## RECORDS FOR THE EXERCISE

________________________________________

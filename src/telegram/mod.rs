// src/telegram/mod.rs
//! Long-polling Telegram front end. A thin client over the Bot API plus the
//! update loop that feeds incoming text to the chat engine.

pub mod api;
pub mod poller;

pub use api::BotApi;
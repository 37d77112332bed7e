use std::sync::Arc;

use anyhow::Context;
use tower_http::cors::CorsLayer;
use tracing_subscriber::EnvFilter;

use crypto_buddy::config::Config;
use crypto_buddy::routes;
use crypto_buddy::services::chatbot::ChatEngine;
use crypto_buddy::state::AppState;
use crypto_buddy::telegram::{BotApi, poller};

#[tokio::main]
async fn main() -> anyhow::Result<()> {
    dotenvy::dotenv().ok();

    tracing_subscriber::fmt()
        .with_env_filter(
            EnvFilter::try_from_default_env()
                .unwrap_or_else(|_| EnvFilter::new("crypto_buddy=debug,tower_http=info")),
        )
        .init();

    let config = Config::from_env().context("loading configuration")?;

    let engine = ChatEngine::new(&config);
    let bot = BotApi::new(&config.telegram_token);

    let state = Arc::new(AppState::new(engine.clone()));

    let cors = CorsLayer::very_permissive();
    let app = routes::create_router().with_state(state).layer(cors);

    let listener = tokio::net::TcpListener::bind(config.bind_addr)
        .await
        .with_context(|| format!("binding {}", config.bind_addr))?;

    tracing::info!("chat api listening on {}", config.bind_addr);

    tokio::spawn(poller::run(bot, engine));

    axum::serve(listener, app).await.context("chat api server")?;

    Ok(())
}
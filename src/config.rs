// src/config.rs
use std::env;
use std::net::SocketAddr;

use crate::error::AppError;

const DEFAULT_BIND_ADDR: &str = "0.0.0.0:3000";

/// Everything the bot needs from the outside world, read once at start-up.
/// Handlers receive this (or pieces of it) explicitly; nothing else in the
/// crate touches the process environment.
#[derive(Debug, Clone)]
pub struct Config {
    /// Base URL of the external AI server, e.g. "http://localhost:5001".
    pub ai_server_url: String,
    /// Telegram bot token.
    pub telegram_token: String,
    /// Address the HTTP chat API listens on.
    pub bind_addr: SocketAddr,
}

impl Config {
    pub fn from_env() -> Result<Self, AppError> {
        let bind_addr = env::var("BIND_ADDR").unwrap_or_else(|_| DEFAULT_BIND_ADDR.to_string());
        let bind_addr = bind_addr
            .parse()
            .map_err(|_| AppError::Config(format!("BIND_ADDR is not a socket address: {bind_addr}")))?;

        Ok(Self {
            ai_server_url: require("AI_SERVER_URL")?,
            telegram_token: require("TELEGRAM_API_KEY")?,
            bind_addr,
        })
    }
}

fn require(key: &str) -> Result<String, AppError> {
    env::var(key).map_err(|_| AppError::Config(format!("{key} is not set")))
}
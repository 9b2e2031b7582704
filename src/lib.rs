//! Compiles the source contract language's JSON surface syntax into a Sui Move
//! module: a stage-numbered finite state machine plus an embedded bytecode VM
//! for evaluating value and observation expressions against live chain state.
//!
//! The crate is a pure function from `(json, token map, module name)` to three
//! rendered text artifacts (or an error) — see [`compile::compile`]. Nothing in
//! here touches the filesystem or a chain RPC endpoint; that's the caller's job
//! (see the `marlowe-move` binary in `src/main.rs`).

pub mod ast;
pub mod bytecode;
pub mod compile;
pub mod emit;
pub mod error;
pub mod example;
pub mod list_nodes;
pub mod parser;
pub mod schema;
pub mod stage;
pub mod stage_lookup;
pub mod token_map;

pub use compile::{compile, compile_batch, CompiledContract};
pub use error::CompileError;
pub use token_map::TokenMap;
//! A composite, query-friendly view over a [`StageModel`], built once per compile.
//!
//! The allocator splits a `When`'s cases out by action kind (deposit / choice /
//! notify), since each kind carries different fields. The emitter, by contrast,
//! wants to walk a `When`'s cases back in their original declaration order
//! (to name routines `..._case_0`, `..._case_1`, ...) without caring which kind
//! each one is. [`StageLookup`] recomposes that order and also answers the
//! invariant checks from the testable-properties section: dense pointer closure
//! and full case-index coverage.

use std::collections::HashMap;

use crate::stage::{ChoiceCase, DepositCase, NotifyCase, StageModel, StageRecord};

/// One case of a `When`, recomposed from whichever per-kind table it lives in.
#[derive(Debug, Clone, Copy)]
pub enum CaseRecord<'a> {
    Deposit(&'a DepositCase),
    Choice(&'a ChoiceCase),
    Notify(&'a NotifyCase),
}

impl<'a> CaseRecord<'a> {
    pub fn case_index(&self) -> usize {
        match self {
            CaseRecord::Deposit(d) => d.case_index,
            CaseRecord::Choice(c) => c.case_index,
            CaseRecord::Notify(n) => n.case_index,
        }
    }

    pub fn next(&self) -> u64 {
        match self {
            CaseRecord::Deposit(d) => d.next,
            CaseRecord::Choice(c) => c.next,
            CaseRecord::Notify(n) => n.next,
        }
    }
}

pub struct StageLookup<'a> {
    model: &'a StageModel,
    by_stage: HashMap<u64, Vec<CaseRecord<'a>>>,
}

impl<'a> StageLookup<'a> {
    pub fn build(model: &'a StageModel) -> Self {
        let mut by_stage: HashMap<u64, Vec<CaseRecord<'a>>> = HashMap::new();
        for d in &model.deposit_cases {
            by_stage.entry(d.stage).or_default().push(CaseRecord::Deposit(d));
        }
        for c in &model.choice_cases {
            by_stage.entry(c.stage).or_default().push(CaseRecord::Choice(c));
        }
        for n in &model.notify_cases {
            by_stage.entry(n.stage).or_default().push(CaseRecord::Notify(n));
        }
        for cases in by_stage.values_mut() {
            cases.sort_by_key(|c| c.case_index());
        }
        StageLookup { model, by_stage }
    }

    pub fn record(&self, stage: u64) -> Option<&StageRecord> {
        self.model.records.get(&stage)
    }

    /// The cases belonging to the `When` at `stage`, in declaration order.
    pub fn cases(&self, stage: u64) -> &[CaseRecord<'a>] {
        self.by_stage.get(&stage).map(Vec::as_slice).unwrap_or(&[])
    }

    pub fn stage_count(&self) -> u64 {
        self.model.stage_count
    }

    /// Every `next`/`then`/`else_`/`timeout_stage` pointer resolves to either the
    /// traversal's terminal stage count or a record actually present.
    pub fn pointer_closure_holds(&self) -> bool {
        let valid = |s: u64| s == self.model.stage_count || self.model.records.contains_key(&s);
        for record in self.model.records.values() {
            let ok = match record {
                StageRecord::Close { .. } => true,
                StageRecord::Pay { next, .. } | StageRecord::Let { next, .. } | StageRecord::Assert { next, .. } => {
                    valid(*next)
                }
                StageRecord::If { then, else_, .. } => valid(*then) && valid(*else_),
                StageRecord::When { timeout_stage, .. } => valid(*timeout_stage),
            };
            if !ok {
                return false;
            }
        }
        for cases in self.by_stage.values() {
            if !cases.iter().all(|c| valid(c.next())) {
                return false;
            }
        }
        true
    }

    /// For every `When(s)` with `k` cases, the recomposed case indices at `s`
    /// are exactly `[0, k)` with no gaps or duplicates.
    pub fn case_coverage_holds(&self) -> bool {
        for record in self.model.records.values() {
            if let StageRecord::When { stage, cases_count, .. } = record {
                let mut indices: Vec<usize> = self.cases(*stage).iter().map(|c| c.case_index()).collect();
                indices.sort_unstable();
                let expected: Vec<usize> = (0..*cases_count).collect();
                if indices != expected {
                    return false;
                }
            }
        }
        true
    }
}

#[cfg(test)]
mod tests {
    use super::*;
    use crate::ast::*;
    use crate::stage::allocate;
    use crate::token_map::TokenMap;

    #[test]
    fn recomposes_mixed_case_kinds_in_declaration_order() {
        let c = Contract::When {
            cases: vec![
                Case {
                    action: Action::Notify(Observation::True),
                    then: Contract::Close,
                },
                Case {
                    action: Action::Deposit {
                        party: Party::Address("0xA".into()),
                        into_account: Party::Address("0xA".into()),
                        token: Token::default(),
                        value: Value::Constant(1),
                    },
                    then: Contract::Close,
                },
            ],
            timeout: 10,
            timeout_continuation: Box::new(Contract::Close),
        };
        let model = allocate(&c, &TokenMap::default());
        let lookup = StageLookup::build(&model);
        let cases = lookup.cases(0);
        assert_eq!(cases.len(), 2);
        assert_eq!(cases[0].case_index(), 0);
        assert_eq!(cases[1].case_index(), 1);
        assert!(matches!(cases[0], CaseRecord::Notify(_)));
        assert!(matches!(cases[1], CaseRecord::Deposit(_)));
    }

    #[test]
    fn pointer_closure_and_coverage_hold_for_nontrivial_contract() {
        let c = Contract::If {
            obs: Observation::True,
            then: Box::new(Contract::When {
                cases: vec![Case { action: Action::Notify(Observation::False), then: Contract::Close }],
                timeout: 5,
                timeout_continuation: Box::new(Contract::Close),
            }),
            else_: Box::new(Contract::Close),
        };
        let model = allocate(&c, &TokenMap::default());
        let lookup = StageLookup::build(&model);
        assert!(lookup.pointer_closure_holds());
        assert!(lookup.case_coverage_holds());
    }
}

________________________________________

## TASK DIRECTIONS
Scan the data for the string "StageModel" and copy each line in which it occurs.

## ANSWER SECTION
//! A composite, query-friendly view over a [`StageModel`], built once per compile.
use crate::stage::{ChoiceCase, DepositCase, NotifyCase, StageModel, StageRecord};
    model: &'a StageModel,
    pub fn build(model: &'a StageModel) -> Self {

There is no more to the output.